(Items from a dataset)
++++++++++
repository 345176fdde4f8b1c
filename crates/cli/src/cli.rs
use clap::{Parser, Subcommand};
use dns_kraken_domain::CliOverrides;
use std::path::PathBuf;

#[derive(Parser, Debug)]
#[command(name = "dns-kraken")]
#[command(version)]
#[command(about = "DNS reconnaissance: zone transfers, record enumeration and subdomain brute force")]
pub struct Cli {
    /// TOML configuration file
    #[arg(short = 'c', long, global = true)]
    pub config: Option<String>,

    /// Nameserver to query (`ip` or `ip:port`), repeatable. Defaults to the system resolvers
    #[arg(short = 'n', long = "nameserver", global = true)]
    pub nameservers: Vec<String>,

    /// Per-query timeout in milliseconds
    #[arg(long, global = true)]
    pub timeout_ms: Option<u64>,

    /// Log level (error, warn, info, debug, trace)
    #[arg(long, global = true)]
    pub log_level: Option<String>,

    #[command(subcommand)]
    pub command: Command,
}

#[derive(Subcommand, Debug)]
pub enum Command {
    /// Attempt AXFR against every authoritative nameserver of a domain
    Zonetransfer { domain: String },

    /// Look up A, AAAA, MX, NS, SOA, SPF and TXT records
    Enumerate { domain: String },

    /// Look up well-known SRV services
    Srv { domain: String },

    /// Check whether random subdomains resolve
    Wildcard { domain: String },

    /// Resolve every word of a wordlist as a subdomain
    Bruteforce {
        domain: String,

        /// File with one candidate label per line
        #[arg(short = 'w', long)]
        wordlist: PathBuf,

        /// Resolutions in flight at once
        #[arg(long)]
        concurrency: Option<usize>,

        /// Attempts per candidate, first included
        #[arg(long)]
        max_attempts: Option<u32>,
    },

    /// Reverse lookup of an address or a CIDR block
    Ptr {
        target: String,

        /// Lookups in flight at once
        #[arg(long)]
        concurrency: Option<usize>,
    },

    /// Ask one external resolver (EDNS, DO bit set) for A, AAAA and CNAME
    Cached {
        domain: String,

        /// Resolver to ask instead of the configured one
        #[arg(long)]
        server: Option<String>,
    },

    /// Run `enumerate` for every domain listed in a file
    File { path: PathBuf },
}

impl Cli {
    pub fn overrides(&self) -> CliOverrides {
        let mut overrides = CliOverrides {
            nameservers: self.nameservers.clone(),
            timeout_ms: self.timeout_ms,
            log_level: self.log_level.clone(),
            ..CliOverrides::default()
        };
        match &self.command {
            Command::Bruteforce {
                concurrency,
                max_attempts,
                ..
            } => {
                overrides.concurrency = *concurrency;
                overrides.max_attempts = *max_attempts;
            }
            Command::Ptr { concurrency, .. } => overrides.concurrency = *concurrency,
            Command::Cached { server, .. } => overrides.cached_nameserver = server.clone(),
            _ => {}
        }
        overrides
    }
}
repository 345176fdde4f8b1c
use crate::di::Services;
use crate::output;
use futures::StreamExt;

pub async fn run(services: &Services, target: &str) -> anyhow::Result<()> {
    let reverse = services.reverse_lookup(services.resolver().await?)?;
    let lookups = reverse.execute(target)?;
    let mut lookups = std::pin::pin!(lookups.take_until(services.cancel().cancelled()));

    let mut total = 0u64;
    let mut without_ptr = 0u64;
    let mut last_without = None;
    while let Some(lookup) = lookups.next().await {
        total += 1;
        if !output::reverse_lookup(&lookup) {
            without_ptr += 1;
            last_without = Some(lookup.address);
        }
    }

    output::reverse_summary(total, without_ptr, last_without);
    Ok(())
}
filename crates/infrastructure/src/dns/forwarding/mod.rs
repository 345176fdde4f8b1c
pub mod message_builder;
pub mod record_type_map;
pub mod response_parser;

pub use message_builder::MessageBuilder;
pub use record_type_map::RecordTypeMapper;
pub use response_parser::ResponseParser;
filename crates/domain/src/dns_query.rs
use super::validators::{validate_domain_name, validate_label};
use super::{DomainError, RecordType};
use std::fmt;
use std::net::IpAddr;
use std::sync::Arc;

/// A single question: fully qualified name + record type.
///
/// The name is lower-cased and always carries exactly one trailing dot, so
/// `Example.COM`, `example.com` and `example.com.` build equal targets.
/// Uses `Arc<str>` so the same target can be cloned into retries and results
/// without copying.
#[derive(Debug, Clone, PartialEq, Eq, Hash)]
pub struct QueryTarget {
    name: Arc<str>,
    record_type: RecordType,
}

impl QueryTarget {
    pub fn new(name: &str, record_type: RecordType) -> Result<Self, DomainError> {
        let name = name.trim();
        validate_domain_name(name).map_err(|reason| DomainError::InvalidDomainName {
            name: name.to_string(),
            reason,
        })?;

        let mut fqdn = name.trim_end_matches('.').to_ascii_lowercase();
        fqdn.push('.');

        Ok(Self {
            name: Arc::from(fqdn),
            record_type,
        })
    }

    /// Builds `label.domain.`, as used for wordlist candidates and SRV service names.
    pub fn subdomain(
        label: &str,
        domain: &str,
        record_type: RecordType,
    ) -> Result<Self, DomainError> {
        let label = label.trim().trim_end_matches('.');
        for part in label.split('.') {
            validate_label(part).map_err(|reason| DomainError::InvalidDomainName {
                name: label.to_string(),
                reason,
            })?;
        }
        let domain = domain.trim().trim_end_matches('.');
        Self::new(&format!("{label}.{domain}"), record_type)
    }

    /// Reverse-lookup target (`in-addr.arpa` / `ip6.arpa`) for an address.
    pub fn reverse(address: IpAddr) -> Self {
        let name = match address {
            IpAddr::V4(v4) => {
                let [a, b, c, d] = v4.octets();
                format!("{d}.{c}.{b}.{a}.in-addr.arpa.")
            }
            IpAddr::V6(v6) => {
                let mut name = String::with_capacity(73);
                for byte in v6.octets().iter().rev() {
                    name.push_str(&format!("{:x}.{:x}.", byte & 0x0f, byte >> 4));
                }
                name.push_str("ip6.arpa.");
                name
            }
        };

        Self {
            name: Arc::from(name),
            record_type: RecordType::PTR,
        }
    }

    /// Fully qualified name, trailing dot included.
    pub fn name(&self) -> &str {
        &self.name
    }

    /// Name without the trailing dot, for display.
    pub fn host(&self) -> &str {
        self.name.strip_suffix('.').unwrap_or(&self.name)
    }

    pub fn record_type(&self) -> RecordType {
        self.record_type
    }

    /// Same name, different record type.
    pub fn with_record_type(&self, record_type: RecordType) -> Self {
        Self {
            name: Arc::clone(&self.name),
            record_type,
        }
    }
}

impl fmt::Display for QueryTarget {
    fn fmt(&self, f: &mut fmt::Formatter<'_>) -> fmt::Result {
        write!(f, "{} {}", self.host(), self.record_type)
    }
}
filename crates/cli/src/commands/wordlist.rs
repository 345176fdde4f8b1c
use anyhow::Context;
use futures::{future, Stream, StreamExt};
use std::path::Path;
use tokio::fs::File;
use tokio::io::{AsyncBufReadExt, BufReader};
use tokio_stream::wrappers::LinesStream;
use tracing::warn;

/// Opens a wordlist as a lazy stream of candidate labels.
///
/// The file is read as the discovery engine pulls candidates. Blank lines
/// and `#` comments are skipped; a read error ends the stream.
pub async fn open(path: &Path) -> anyhow::Result<impl Stream<Item = String> + Send + 'static> {
    let file = File::open(path)
        .await
        .with_context(|| format!("Failed to read wordlist {}", path.display()))?;
    let wordlist = path.display().to_string();

    Ok(LinesStream::new(BufReader::new(file).lines())
        .take_while(move |line| {
            if let Err(e) = line {
                warn!(wordlist = %wordlist, error = %e, "Stopped reading wordlist");
            }
            future::ready(line.is_ok())
        })
        .filter_map(|line| future::ready(line.ok().and_then(|l| candidate(&l)))))
}

/// Trimmed entry of a list file, or `None` for blanks and comments.
pub fn candidate(line: &str) -> Option<String> {
    let line = line.trim();
    if line.is_empty() || line.starts_with('#') {
        None
    } else {
        Some(line.to_string())
    }
}
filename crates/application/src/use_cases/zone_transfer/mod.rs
mod transfer_zone;

pub use transfer_zone::{ZoneTransferUseCase, DEFAULT_AXFR_PORT};
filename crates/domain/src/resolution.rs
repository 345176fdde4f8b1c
use super::{QueryTarget, RData};
use serde::{Deserialize, Serialize};
use std::fmt;

/// How a single query attempt ended.
#[derive(Debug, Clone, Copy, PartialEq, Eq, Hash, Serialize, Deserialize)]
#[serde(rename_all = "snake_case")]
pub enum QueryOutcome {
    Success,
    /// NOERROR, but no records of the requested type
    NoAnswer,
    Nxdomain,
    Timeout,
    /// SERVFAIL, FORMERR, NOTIMP, malformed or undeliverable responses
    ServerFailure,
    Refused,
}

impl QueryOutcome {
    pub fn as_str(&self) -> &'static str {
        match self {
            QueryOutcome::Success => "success",
            QueryOutcome::NoAnswer => "no answer",
            QueryOutcome::Nxdomain => "nxdomain",
            QueryOutcome::Timeout => "timeout",
            QueryOutcome::ServerFailure => "server failure",
            QueryOutcome::Refused => "refused",
        }
    }

    /// The name or type definitively does not exist.
    pub fn is_absence(&self) -> bool {
        matches!(self, QueryOutcome::NoAnswer | QueryOutcome::Nxdomain)
    }
}

impl fmt::Display for QueryOutcome {
    fn fmt(&self, f: &mut fmt::Formatter<'_>) -> fmt::Result {
        f.write_str(self.as_str())
    }
}

/// Result of one query attempt.
///
/// `records` is non-empty iff `outcome` is [`QueryOutcome::Success`]; the
/// constructors are the only way to build one, so the invariant always holds.
#[derive(Debug, Clone, PartialEq, Eq)]
pub struct ResolutionResult {
    target: QueryTarget,
    records: Vec<RData>,
    outcome: QueryOutcome,
}

impl ResolutionResult {
    /// Answered query. An empty record list is a `NoAnswer`, not a success.
    pub fn answered(target: QueryTarget, records: Vec<RData>) -> Self {
        let outcome = if records.is_empty() {
            QueryOutcome::NoAnswer
        } else {
            QueryOutcome::Success
        };
        Self {
            target,
            records,
            outcome,
        }
    }

    /// Any non-success outcome. Passing `Success` here yields `NoAnswer`,
    /// since a success without records cannot exist.
    pub fn failed(target: QueryTarget, outcome: QueryOutcome) -> Self {
        let outcome = match outcome {
            QueryOutcome::Success => QueryOutcome::NoAnswer,
            other => other,
        };
        Self {
            target,
            records: Vec::new(),
            outcome,
        }
    }

    pub fn target(&self) -> &QueryTarget {
        &self.target
    }

    pub fn records(&self) -> &[RData] {
        &self.records
    }

    pub fn outcome(&self) -> QueryOutcome {
        self.outcome
    }

    pub fn is_success(&self) -> bool {
        self.outcome == QueryOutcome::Success
    }
}
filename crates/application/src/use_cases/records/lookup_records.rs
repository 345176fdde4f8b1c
use crate::ports::DnsResolver;
use crate::services::RetryingResolver;
use dns_kraken_domain::{DomainError, QueryTarget, RecordType, ResolutionResult, RetryPolicy};
use futures::future::join_all;
use std::sync::Arc;
use tracing::{debug, instrument};

/// Record types reported by a standard enumeration.
pub const ENUMERATE_TYPES: [RecordType; 7] = [
    RecordType::A,
    RecordType::AAAA,
    RecordType::MX,
    RecordType::NS,
    RecordType::SOA,
    RecordType::SPF,
    RecordType::TXT,
];

/// Record types asked of the external resolver in a cache check.
pub const CACHED_TYPES: [RecordType; 3] = [RecordType::A, RecordType::AAAA, RecordType::CNAME];

/// Well-known service labels queried for SRV records.
pub const SRV_SERVICES: [&str; 7] = [
    "_sip._tcp",
    "_sip._udp",
    "_xmpp-server._tcp",
    "_xmpp-client._tcp",
    "_http._tcp",
    "_ldap._tcp",
    "_ftp._tcp",
];

pub struct LookupRecordsUseCase {
    resolver: RetryingResolver,
}

impl LookupRecordsUseCase {
    pub fn new(resolver: Arc<dyn DnsResolver>, retry_policy: RetryPolicy) -> Self {
        Self {
            resolver: RetryingResolver::new(resolver, Arc::new(retry_policy)),
        }
    }

    /// One result per record type, in the order given.
    #[instrument(skip(self, record_types))]
    pub async fn execute(
        &self,
        name: &str,
        record_types: &[RecordType],
    ) -> Result<Vec<ResolutionResult>, DomainError> {
        let targets = record_types
            .iter()
            .map(|&record_type| QueryTarget::new(name, record_type))
            .collect::<Result<Vec<_>, _>>()?;

        Ok(self.resolve_all(targets).await)
    }

    /// SRV lookups of `service.domain` for each service label.
    #[instrument(skip(self, services))]
    pub async fn execute_services(
        &self,
        domain: &str,
        services: &[&str],
    ) -> Result<Vec<ResolutionResult>, DomainError> {
        let targets = services
            .iter()
            .map(|service| QueryTarget::subdomain(service, domain, RecordType::SRV))
            .collect::<Result<Vec<_>, _>>()?;

        Ok(self.resolve_all(targets).await)
    }

    async fn resolve_all(&self, targets: Vec<QueryTarget>) -> Vec<ResolutionResult> {
        let resolutions = join_all(targets.iter().map(|t| self.resolver.resolve(t))).await;

        resolutions
            .into_iter()
            .map(|resolution| {
                debug!(
                    target = %resolution.result.target(),
                    outcome = %resolution.result.outcome(),
                    attempts = resolution.attempts,
                    "Lookup finished"
                );
                resolution.result
            })
            .collect()
    }
}
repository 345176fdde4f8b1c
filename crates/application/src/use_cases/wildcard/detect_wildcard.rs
use crate::ports::DnsResolver;
use crate::services::RetryingResolver;
use dns_kraken_domain::{
    DomainError, QueryOutcome, QueryTarget, RecordType, RetryPolicy, WildcardBaseline,
};
use futures::future::join_all;
use std::sync::Arc;
use std::time::Duration;
use tracing::{debug, info, instrument, warn};

pub const DEFAULT_SAMPLES: usize = 3;
pub const SAMPLE_LABEL_LEN: usize = 20;

/// Random lowercase alphanumeric label, long enough that no real zone
/// holds it.
pub fn random_label() -> String {
    std::iter::repeat_with(fastrand::alphanumeric)
        .take(SAMPLE_LABEL_LEN)
        .map(|c| c.to_ascii_lowercase())
        .collect()
}

/// Queries random labels under a zone and collects what comes back.
///
/// Each query runs under the same retry policy as discovery. A record
/// type for which every query ended in a failure is reported as
/// undetermined on the baseline rather than as "no wildcard".
pub struct DetectWildcardUseCase {
    resolver: RetryingResolver,
    samples: usize,
}

impl DetectWildcardUseCase {
    pub fn new(resolver: Arc<dyn DnsResolver>) -> Self {
        Self {
            resolver: RetryingResolver::new(resolver, Arc::new(RetryPolicy::default())),
            samples: DEFAULT_SAMPLES,
        }
    }

    /// Number of random labels queried per record type (at least one).
    pub fn with_samples(mut self, samples: usize) -> Self {
        self.samples = samples.max(1);
        self
    }

    pub fn with_retry_policy(mut self, policy: RetryPolicy) -> Self {
        self.resolver = self.resolver.with_policy(Arc::new(policy));
        self
    }

    pub fn with_attempt_timeout(mut self, attempt_timeout: Option<Duration>) -> Self {
        self.resolver = self.resolver.with_attempt_timeout(attempt_timeout);
        self
    }

    #[instrument(skip(self, record_types))]
    pub async fn execute(
        &self,
        domain: &str,
        record_types: &[RecordType],
    ) -> Result<WildcardBaseline, DomainError> {
        let zone = QueryTarget::new(domain, RecordType::A)?;
        let mut baseline = WildcardBaseline::none();

        for &record_type in record_types {
            let targets = (0..self.samples)
                .map(|_| QueryTarget::subdomain(&random_label(), zone.host(), record_type))
                .collect::<Result<Vec<_>, _>>()?;

            let resolved =
                join_all(targets.iter().map(|target| self.resolver.resolve(target))).await;

            let mut definitive = 0;
            let mut last_failure = None;
            for retried in resolved {
                let result = retried.result;
                match result.outcome() {
                    QueryOutcome::Success => {
                        debug!(
                            name = %result.target(),
                            records = result.records().len(),
                            "Random label answered"
                        );
                        definitive += 1;
                        baseline.record_sample(record_type, result.records().iter().cloned());
                    }
                    QueryOutcome::Nxdomain | QueryOutcome::NoAnswer => definitive += 1,
                    outcome => {
                        warn!(
                            name = %result.target(),
                            outcome = %outcome,
                            attempts = retried.attempts,
                            "Wildcard query failed"
                        );
                        last_failure = Some(outcome);
                    }
                }
            }

            if let (0, Some(outcome)) = (definitive, last_failure) {
                warn!(
                    domain = %zone.host(),
                    record_type = %record_type,
                    outcome = %outcome,
                    "Wildcard status undetermined"
                );
                baseline.mark_undetermined(record_type, outcome);
            }
        }

        info!(
            domain = %zone.host(),
            wildcard = baseline.is_wildcard(),
            undetermined = baseline.undetermined().count(),
            "Wildcard detection finished"
        );

        Ok(baseline)
    }
}
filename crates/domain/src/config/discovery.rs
use super::errors::ConfigError;
use crate::RetryPolicy;
use serde::{Deserialize, Serialize};
use std::time::Duration;

/// Subdomain brute-force configuration
#[derive(Debug, Clone, Deserialize, Serialize)]
pub struct DiscoveryConfig {
    /// Resolutions in flight at once (default: 20)
    #[serde(default = "default_concurrency")]
    pub concurrency: usize,

    /// Random labels queried per record type to detect wildcards (default: 3)
    #[serde(default = "default_wildcard_samples")]
    pub wildcard_samples: usize,

    /// Total attempts per candidate, first included (default: 3)
    #[serde(default = "default_max_attempts")]
    pub max_attempts: u32,

    /// Pause before the first retry in milliseconds (default: 250)
    #[serde(default = "default_base_delay_ms")]
    pub base_delay_ms: u64,

    /// Growth factor of the pause between retries (default: 2.0)
    #[serde(default = "default_backoff_multiplier")]
    pub backoff_multiplier: f64,
}

impl DiscoveryConfig {
    pub fn retry_policy(&self) -> Result<RetryPolicy, ConfigError> {
        RetryPolicy::new(
            self.max_attempts,
            Duration::from_millis(self.base_delay_ms),
            self.backoff_multiplier,
        )
        .map_err(|e| ConfigError::Validation {
            field: "discovery",
            reason: e.to_string(),
        })
    }
}

impl Default for DiscoveryConfig {
    fn default() -> Self {
        Self {
            concurrency: default_concurrency(),
            wildcard_samples: default_wildcard_samples(),
            max_attempts: default_max_attempts(),
            base_delay_ms: default_base_delay_ms(),
            backoff_multiplier: default_backoff_multiplier(),
        }
    }
}

fn default_concurrency() -> usize {
    20
}

fn default_wildcard_samples() -> usize {
    3
}

fn default_max_attempts() -> u32 {
    3
}

fn default_base_delay_ms() -> u64 {
    250
}

fn default_backoff_multiplier() -> f64 {
    2.0
}
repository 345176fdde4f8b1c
pub mod mock_resolver;
pub mod mock_zone_transfer;

#[allow(unused_imports)]
pub use mock_resolver::MockResolver;
#[allow(unused_imports)]
pub use mock_zone_transfer::{a_record, soa_record, MockZoneTransferClient};
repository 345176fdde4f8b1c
use dns_kraken_domain::{DomainError, QueryTarget, RecordType, RetryPolicy};
use futures::Stream;
use std::time::Duration;

pub const DEFAULT_CONCURRENCY: usize = 20;

/// One brute-force run: a domain and the lazily produced labels to try
/// under it.
///
/// Candidates are always queried for `A` records.
pub struct DiscoveryJob<S> {
    pub(crate) domain: QueryTarget,
    pub(crate) candidates: S,
    pub(crate) concurrency: usize,
    pub(crate) retry_policy: RetryPolicy,
    pub(crate) attempt_timeout: Option<Duration>,
}

impl<S> DiscoveryJob<S>
where
    S: Stream<Item = String>,
{
    pub fn new(domain: &str, candidates: S) -> Result<Self, DomainError> {
        Ok(Self {
            domain: QueryTarget::new(domain, RecordType::A)?,
            candidates,
            concurrency: DEFAULT_CONCURRENCY,
            retry_policy: RetryPolicy::default(),
            attempt_timeout: None,
        })
    }

    pub fn with_concurrency(mut self, concurrency: usize) -> Result<Self, DomainError> {
        if concurrency == 0 {
            return Err(DomainError::InvalidJob(
                "concurrency must be at least 1".to_string(),
            ));
        }
        self.concurrency = concurrency;
        Ok(self)
    }

    pub fn with_retry_policy(mut self, retry_policy: RetryPolicy) -> Self {
        self.retry_policy = retry_policy;
        self
    }

    pub fn with_attempt_timeout(mut self, attempt_timeout: Duration) -> Self {
        self.attempt_timeout = Some(attempt_timeout);
        self
    }

    pub fn domain(&self) -> &str {
        self.domain.host()
    }

    pub fn concurrency(&self) -> usize {
        self.concurrency
    }

    pub fn retry_policy(&self) -> &RetryPolicy {
        &self.retry_policy
    }

    pub fn attempt_timeout(&self) -> Option<Duration> {
        self.attempt_timeout
    }
}
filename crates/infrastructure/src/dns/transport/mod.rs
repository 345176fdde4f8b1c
pub mod tcp;
pub mod udp;

use async_trait::async_trait;
use dns_kraken_domain::DomainError;
use std::time::Duration;

/// Result of a raw DNS transport operation
#[derive(Debug)]
pub struct TransportResponse {
    /// Raw DNS response bytes (wire format)
    pub bytes: Vec<u8>,
}

/// Trait for sending raw DNS messages over the wire
#[async_trait]
pub trait DnsTransport: Send + Sync {
    async fn send(
        &self,
        message_bytes: &[u8],
        timeout: Duration,
    ) -> Result<TransportResponse, DomainError>;

    fn protocol_name(&self) -> &'static str;
}

/// Enum-dispatched transport.
pub enum Transport {
    Udp(udp::UdpTransport),
    Tcp(tcp::TcpTransport),
}

impl Transport {
    pub async fn send(
        &self,
        message_bytes: &[u8],
        timeout: Duration,
    ) -> Result<TransportResponse, DomainError> {
        match self {
            Self::Udp(t) => DnsTransport::send(t, message_bytes, timeout).await,
            Self::Tcp(t) => DnsTransport::send(t, message_bytes, timeout).await,
        }
    }

    /// Protocol name for logging.
    pub fn protocol_name(&self) -> &'static str {
        match self {
            Self::Udp(_) => "UDP",
            Self::Tcp(_) => "TCP",
        }
    }
}
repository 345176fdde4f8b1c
//! DNS Message Builder
//!
//! Constructs DNS query messages in wire format using `hickory-proto`.

use super::record_type_map::RecordTypeMapper;
use dns_kraken_domain::{DomainError, EdnsOptions, QueryTarget};
use hickory_proto::op::{Edns, Message, MessageType, OpCode, Query};
use hickory_proto::rr::{DNSClass, Name, RecordType as HickoryRecordType};
use hickory_proto::serialize::binary::{BinEncodable, BinEncoder};
use std::str::FromStr;

/// Builds DNS query messages in wire format
pub struct MessageBuilder;

impl MessageBuilder {
    /// Build a recursive query and serialize it to wire format.
    ///
    /// Creates a standard query with:
    /// - Random ID for request/response matching
    /// - RD (Recursion Desired) flag set
    /// - Single question section
    /// - An OPT record when `edns` is given
    ///
    /// Returns the message ID together with the bytes.
    pub fn build_query(
        target: &QueryTarget,
        edns: Option<&EdnsOptions>,
    ) -> Result<(u16, Vec<u8>), DomainError> {
        let hickory_type = RecordTypeMapper::to_hickory(target.record_type());
        let id = fastrand::u16(..);

        let mut message = Message::new(id, MessageType::Query, OpCode::Query);
        message.set_recursion_desired(true);
        message.add_query(Self::question(target.name(), hickory_type)?);

        if let Some(options) = edns {
            let mut opt = Edns::new();
            opt.set_max_payload(options.max_payload);
            opt.flags_mut().dnssec_ok = options.dnssec_ok;
            message.set_edns(opt);
        }

        let bytes = Self::serialize_message(&message)?;
        Ok((id, bytes))
    }

    /// Build an AXFR request for `zone`. Zone transfers are never recursive.
    pub fn build_axfr(zone: &QueryTarget) -> Result<(u16, Vec<u8>), DomainError> {
        let id = fastrand::u16(..);

        let mut message = Message::new(id, MessageType::Query, OpCode::Query);
        message.set_recursion_desired(false);
        message.add_query(Self::question(zone.name(), HickoryRecordType::AXFR)?);

        let bytes = Self::serialize_message(&message)?;
        Ok((id, bytes))
    }

    fn question(name: &str, query_type: HickoryRecordType) -> Result<Query, DomainError> {
        let name = Name::from_str(name).map_err(|e| DomainError::InvalidDomainName {
            name: name.to_string(),
            reason: e.to_string(),
        })?;

        let mut query = Query::new();
        query.set_name(name);
        query.set_query_type(query_type);
        query.set_query_class(DNSClass::IN);
        Ok(query)
    }

    /// Serialize a Message to wire format bytes
    fn serialize_message(message: &Message) -> Result<Vec<u8>, DomainError> {
        let mut buf = Vec::with_capacity(512);
        let mut encoder = BinEncoder::new(&mut buf);

        message.emit(&mut encoder).map_err(|e| {
            DomainError::InvalidDnsResponse(format!("Failed to serialize DNS message: {}", e))
        })?;

        Ok(buf)
    }
}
++++++++++
- **Task prompt**
Within the entries above, count each line holding the string "always". Give only the result.

- **Written answer**
3